:: SOURCE MATERIAL ::
------------------------------------
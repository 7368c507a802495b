//! HTTP adapter for the backend model server.
//!
//! One batch becomes one `POST {base}/predict/batch` round-trip. Every
//! failure mode between "batch closed" and "parsed reply available" is
//! promoted to a batch-wide error; per-request errors reported by the model
//! server stay scoped to their own id.

use std::time::{Duration, Instant};

use async_trait::async_trait;
use reqwest::header::CONTENT_TYPE;
use reqwest::Client;
use serde::{Deserialize, Serialize};
use serde_json::value::RawValue;
use tracing::{debug, error, info};
use uuid::Uuid;

use crate::batcher::{Batch, BatchError, Dispatch, Response};

/// Deadline for one batch round-trip, independent of any caller's deadline.
const REQUEST_TIMEOUT: Duration = Duration::from_secs(30);

/// How long pooled connections may sit idle before being dropped.
const POOL_IDLE_TIMEOUT: Duration = Duration::from_secs(90);

/// Batch request sent to the model server
#[derive(Debug, Serialize)]
struct BatchRequest<'a> {
    requests: Vec<SingleRequest<'a>>,
}

/// One inference request within a batch
#[derive(Debug, Serialize)]
struct SingleRequest<'a> {
    id: Uuid,
    data: &'a RawValue,
}

/// Batch response from the model server
#[derive(Debug, Deserialize)]
struct BatchResponse {
    responses: Vec<SingleResponse>,
}

/// One inference result; `error` set means the model failed this request
#[derive(Debug, Deserialize)]
struct SingleResponse {
    id: Uuid,
    #[serde(default)]
    result: Option<Box<RawValue>>,
    #[serde(default)]
    error: Option<String>,
}

/// Client for the backend model server's batch endpoint
pub struct ModelClient {
    client: Client,
    base_url: String,
}

impl ModelClient {
    /// Create a client with a connection pool sized for the batch traffic.
    pub fn new(base_url: impl Into<String>, max_batch_size: usize) -> Self {
        let base_url = base_url.into();
        info!(url = %base_url, "creating model server client");

        Self {
            client: Client::builder()
                .timeout(REQUEST_TIMEOUT)
                .pool_idle_timeout(POOL_IDLE_TIMEOUT)
                .pool_max_idle_per_host(max_batch_size.max(32))
                .build()
                .expect("failed to create HTTP client"),
            base_url,
        }
    }

    /// Base URL of the model server
    pub fn base_url(&self) -> &str {
        &self.base_url
    }

    /// Check that the model server is reachable and ready.
    pub async fn health_check(&self) -> Result<(), BatchError> {
        let url = format!("{}/health", self.base_url);

        let response = self
            .client
            .get(&url)
            .send()
            .await
            .map_err(|e| BatchError::Transport(e.to_string()))?;

        let status = response.status();
        if !status.is_success() {
            let body = response.text().await.unwrap_or_default();
            return Err(BatchError::Status { status: status.as_u16(), body });
        }

        Ok(())
    }

    /// The same error for every request in the batch.
    fn fail_all(&self, batch: &Batch, error: BatchError) -> Vec<Response> {
        batch
            .requests
            .iter()
            .map(|request| Response::err(request.id, error.clone()))
            .collect()
    }
}

#[async_trait]
impl Dispatch for ModelClient {
    async fn dispatch(&self, batch: &Batch) -> Vec<Response> {
        let wire = BatchRequest {
            requests: batch
                .requests
                .iter()
                .map(|request| SingleRequest { id: request.id, data: &request.payload })
                .collect(),
        };

        let body = match serde_json::to_vec(&wire) {
            Ok(body) => body,
            Err(e) => {
                error!(error = %e, "failed to encode batch request");
                return self.fail_all(batch, BatchError::Encode(e.to_string()));
            }
        };

        let url = format!("{}/predict/batch", self.base_url);
        let started = Instant::now();

        let response = match self
            .client
            .post(&url)
            .header(CONTENT_TYPE, "application/json")
            .body(body)
            .send()
            .await
        {
            Ok(response) => response,
            Err(e) => {
                error!(error = %e, "failed to send batch to model server");
                return self.fail_all(batch, BatchError::Transport(e.to_string()));
            }
        };

        let status = response.status();
        let bytes = match response.bytes().await {
            Ok(bytes) => bytes,
            Err(e) => {
                error!(error = %e, "failed to read model server response");
                return self.fail_all(batch, BatchError::Transport(e.to_string()));
            }
        };

        debug!(
            batch_size = batch.len(),
            duration_ms = started.elapsed().as_millis() as u64,
            status = status.as_u16(),
            "model server response"
        );

        if !status.is_success() {
            let failure = BatchError::Status {
                status: status.as_u16(),
                body: String::from_utf8_lossy(&bytes).into_owned(),
            };
            error!(error = %failure, "model server error");
            return self.fail_all(batch, failure);
        }

        let parsed: BatchResponse = match serde_json::from_slice(&bytes) {
            Ok(parsed) => parsed,
            Err(e) => {
                error!(error = %e, "failed to decode model server response");
                return self.fail_all(batch, BatchError::Decode(e.to_string()));
            }
        };

        parsed
            .responses
            .into_iter()
            .map(|single| match single.error.filter(|e| !e.is_empty()) {
                Some(message) => Response::err(single.id, BatchError::Backend(message)),
                None => Response::ok(single.id, single.result.unwrap_or_else(raw_null)),
            })
            .collect()
    }
}

/// JSON `null` as a raw value, for responses that carry neither a result
/// nor an error.
fn raw_null() -> Box<RawValue> {
    RawValue::from_string("null".to_string()).expect("null is valid JSON")
}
------------------------------------
:: WHAT YOU WILL DO ::
Track down all lines above with the string "expect" and copy them.

:: ANSWER TO THE EXERCISE ::
                .expect("failed to create HTTP client"),
    RawValue::from_string("null".to_string()).expect("null is valid JSON")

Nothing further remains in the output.